▶ **TASK ITEM**
The response should be the lines of the data, starting at the first and ending at the one that contains "if let Some(notification)", copied without change.

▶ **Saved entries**

▼

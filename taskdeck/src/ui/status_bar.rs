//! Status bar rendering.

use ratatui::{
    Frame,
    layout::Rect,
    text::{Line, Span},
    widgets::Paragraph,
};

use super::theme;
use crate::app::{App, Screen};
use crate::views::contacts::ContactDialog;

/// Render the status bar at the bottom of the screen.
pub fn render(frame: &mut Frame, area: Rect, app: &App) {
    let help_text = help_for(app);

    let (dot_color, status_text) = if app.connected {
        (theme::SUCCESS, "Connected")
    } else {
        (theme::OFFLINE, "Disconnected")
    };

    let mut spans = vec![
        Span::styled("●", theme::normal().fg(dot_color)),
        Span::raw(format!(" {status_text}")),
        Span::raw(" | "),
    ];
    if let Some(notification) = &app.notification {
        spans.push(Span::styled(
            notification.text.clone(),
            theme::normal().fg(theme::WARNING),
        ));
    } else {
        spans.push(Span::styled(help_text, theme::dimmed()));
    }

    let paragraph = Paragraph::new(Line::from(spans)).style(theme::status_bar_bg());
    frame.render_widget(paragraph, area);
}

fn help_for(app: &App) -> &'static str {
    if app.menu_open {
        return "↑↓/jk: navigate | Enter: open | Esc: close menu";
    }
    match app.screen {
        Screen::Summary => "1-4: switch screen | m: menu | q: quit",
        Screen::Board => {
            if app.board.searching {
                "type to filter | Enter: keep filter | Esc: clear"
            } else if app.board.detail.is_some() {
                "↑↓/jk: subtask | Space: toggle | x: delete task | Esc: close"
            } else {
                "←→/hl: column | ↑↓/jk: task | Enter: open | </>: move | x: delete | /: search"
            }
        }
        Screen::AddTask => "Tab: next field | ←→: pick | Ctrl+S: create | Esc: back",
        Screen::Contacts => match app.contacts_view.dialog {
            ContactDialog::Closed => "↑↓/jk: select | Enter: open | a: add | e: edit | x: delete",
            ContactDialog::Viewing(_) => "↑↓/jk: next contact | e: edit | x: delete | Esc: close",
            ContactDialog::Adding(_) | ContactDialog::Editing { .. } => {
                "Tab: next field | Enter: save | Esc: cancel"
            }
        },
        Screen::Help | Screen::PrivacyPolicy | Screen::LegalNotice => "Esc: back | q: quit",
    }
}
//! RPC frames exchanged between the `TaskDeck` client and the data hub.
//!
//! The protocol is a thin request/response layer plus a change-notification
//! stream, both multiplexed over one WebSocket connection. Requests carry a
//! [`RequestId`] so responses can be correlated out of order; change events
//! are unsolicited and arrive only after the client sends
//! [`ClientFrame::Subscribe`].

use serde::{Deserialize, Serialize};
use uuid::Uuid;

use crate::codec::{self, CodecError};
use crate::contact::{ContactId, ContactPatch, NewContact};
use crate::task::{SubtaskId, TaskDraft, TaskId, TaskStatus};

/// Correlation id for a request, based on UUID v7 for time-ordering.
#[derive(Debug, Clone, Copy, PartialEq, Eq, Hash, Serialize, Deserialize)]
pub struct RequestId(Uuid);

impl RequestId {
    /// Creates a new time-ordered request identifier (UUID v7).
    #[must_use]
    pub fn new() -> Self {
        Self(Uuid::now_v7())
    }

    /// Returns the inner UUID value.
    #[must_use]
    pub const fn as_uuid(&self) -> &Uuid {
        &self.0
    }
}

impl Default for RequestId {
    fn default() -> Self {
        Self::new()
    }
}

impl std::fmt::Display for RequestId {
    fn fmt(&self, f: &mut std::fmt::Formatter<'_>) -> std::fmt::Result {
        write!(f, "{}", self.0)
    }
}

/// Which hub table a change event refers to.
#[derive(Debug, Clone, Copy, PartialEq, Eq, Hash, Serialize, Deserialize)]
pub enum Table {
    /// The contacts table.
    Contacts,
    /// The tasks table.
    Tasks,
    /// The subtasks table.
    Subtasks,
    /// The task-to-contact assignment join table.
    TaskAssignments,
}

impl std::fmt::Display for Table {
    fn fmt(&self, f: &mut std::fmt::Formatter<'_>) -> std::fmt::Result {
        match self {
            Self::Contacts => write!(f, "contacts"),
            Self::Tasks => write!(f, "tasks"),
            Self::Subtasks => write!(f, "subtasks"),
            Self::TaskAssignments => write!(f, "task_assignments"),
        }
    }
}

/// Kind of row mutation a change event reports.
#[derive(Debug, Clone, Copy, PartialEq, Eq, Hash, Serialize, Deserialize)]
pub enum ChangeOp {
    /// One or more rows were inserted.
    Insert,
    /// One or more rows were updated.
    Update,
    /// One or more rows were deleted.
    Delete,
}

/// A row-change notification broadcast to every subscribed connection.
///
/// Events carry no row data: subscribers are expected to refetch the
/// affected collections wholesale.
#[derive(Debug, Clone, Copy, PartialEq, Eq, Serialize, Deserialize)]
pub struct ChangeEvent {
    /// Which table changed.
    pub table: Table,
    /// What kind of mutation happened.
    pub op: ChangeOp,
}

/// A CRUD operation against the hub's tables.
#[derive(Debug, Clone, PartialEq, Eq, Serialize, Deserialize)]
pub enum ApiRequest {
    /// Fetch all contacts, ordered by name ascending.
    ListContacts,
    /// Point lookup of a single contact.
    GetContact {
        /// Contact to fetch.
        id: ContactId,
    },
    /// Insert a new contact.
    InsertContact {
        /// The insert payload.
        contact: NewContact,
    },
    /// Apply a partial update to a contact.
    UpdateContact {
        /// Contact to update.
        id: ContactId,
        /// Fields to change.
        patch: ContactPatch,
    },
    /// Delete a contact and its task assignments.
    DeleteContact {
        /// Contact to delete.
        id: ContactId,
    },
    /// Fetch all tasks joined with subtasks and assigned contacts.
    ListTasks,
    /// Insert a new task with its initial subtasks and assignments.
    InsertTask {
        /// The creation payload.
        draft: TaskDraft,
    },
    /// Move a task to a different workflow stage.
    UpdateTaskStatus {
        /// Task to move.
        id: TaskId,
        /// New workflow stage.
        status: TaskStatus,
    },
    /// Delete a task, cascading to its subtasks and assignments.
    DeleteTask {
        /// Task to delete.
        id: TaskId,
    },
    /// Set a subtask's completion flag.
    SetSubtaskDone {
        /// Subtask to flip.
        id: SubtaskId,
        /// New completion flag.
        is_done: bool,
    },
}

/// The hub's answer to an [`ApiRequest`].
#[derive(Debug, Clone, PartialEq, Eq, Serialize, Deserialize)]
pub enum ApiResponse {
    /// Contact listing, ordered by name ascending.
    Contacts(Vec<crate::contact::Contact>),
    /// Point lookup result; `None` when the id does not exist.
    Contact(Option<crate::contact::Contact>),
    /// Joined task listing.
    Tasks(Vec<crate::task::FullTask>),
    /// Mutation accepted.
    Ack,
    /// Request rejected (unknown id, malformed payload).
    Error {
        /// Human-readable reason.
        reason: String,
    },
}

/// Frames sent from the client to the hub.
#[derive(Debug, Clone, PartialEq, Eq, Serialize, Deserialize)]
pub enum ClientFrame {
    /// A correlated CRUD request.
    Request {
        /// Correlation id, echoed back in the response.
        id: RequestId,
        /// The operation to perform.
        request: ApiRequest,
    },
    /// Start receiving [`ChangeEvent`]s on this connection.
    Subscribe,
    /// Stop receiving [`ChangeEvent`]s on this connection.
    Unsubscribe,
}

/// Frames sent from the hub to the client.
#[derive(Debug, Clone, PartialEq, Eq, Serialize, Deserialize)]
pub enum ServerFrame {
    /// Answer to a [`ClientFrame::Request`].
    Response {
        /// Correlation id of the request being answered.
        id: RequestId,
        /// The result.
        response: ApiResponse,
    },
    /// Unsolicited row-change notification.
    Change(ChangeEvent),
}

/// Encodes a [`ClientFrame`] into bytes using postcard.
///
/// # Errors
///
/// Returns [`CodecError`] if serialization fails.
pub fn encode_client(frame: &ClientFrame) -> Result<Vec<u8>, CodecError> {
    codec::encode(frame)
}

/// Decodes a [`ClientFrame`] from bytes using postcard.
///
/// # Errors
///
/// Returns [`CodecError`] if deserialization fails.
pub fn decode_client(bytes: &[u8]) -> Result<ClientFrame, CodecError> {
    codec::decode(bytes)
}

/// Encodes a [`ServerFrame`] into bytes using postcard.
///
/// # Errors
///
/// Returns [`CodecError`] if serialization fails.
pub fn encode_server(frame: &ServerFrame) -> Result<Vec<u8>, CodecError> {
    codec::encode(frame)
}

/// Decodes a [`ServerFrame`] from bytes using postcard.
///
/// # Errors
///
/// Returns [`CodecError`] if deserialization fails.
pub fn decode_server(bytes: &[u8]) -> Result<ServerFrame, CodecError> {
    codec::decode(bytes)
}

▲

▶ **TASK OUTPUT**
filename taskdeck/src/ui/status_bar.rs
//! Status bar rendering.

use ratatui::{
    Frame,
    layout::Rect,
    text::{Line, Span},
    widgets::Paragraph,
};

use super::theme;
use crate::app::{App, Screen};
use crate::views::contacts::ContactDialog;

/// Render the status bar at the bottom of the screen.
pub fn render(frame: &mut Frame, area: Rect, app: &App) {
    let help_text = help_for(app);

    let (dot_color, status_text) = if app.connected {
        (theme::SUCCESS, "Connected")
    } else {
        (theme::OFFLINE, "Disconnected")
    };

    let mut spans = vec![
        Span::styled("●", theme::normal().fg(dot_color)),
        Span::raw(format!(" {status_text}")),
        Span::raw(" | "),
    ];
    if let Some(notification) = &app.notification {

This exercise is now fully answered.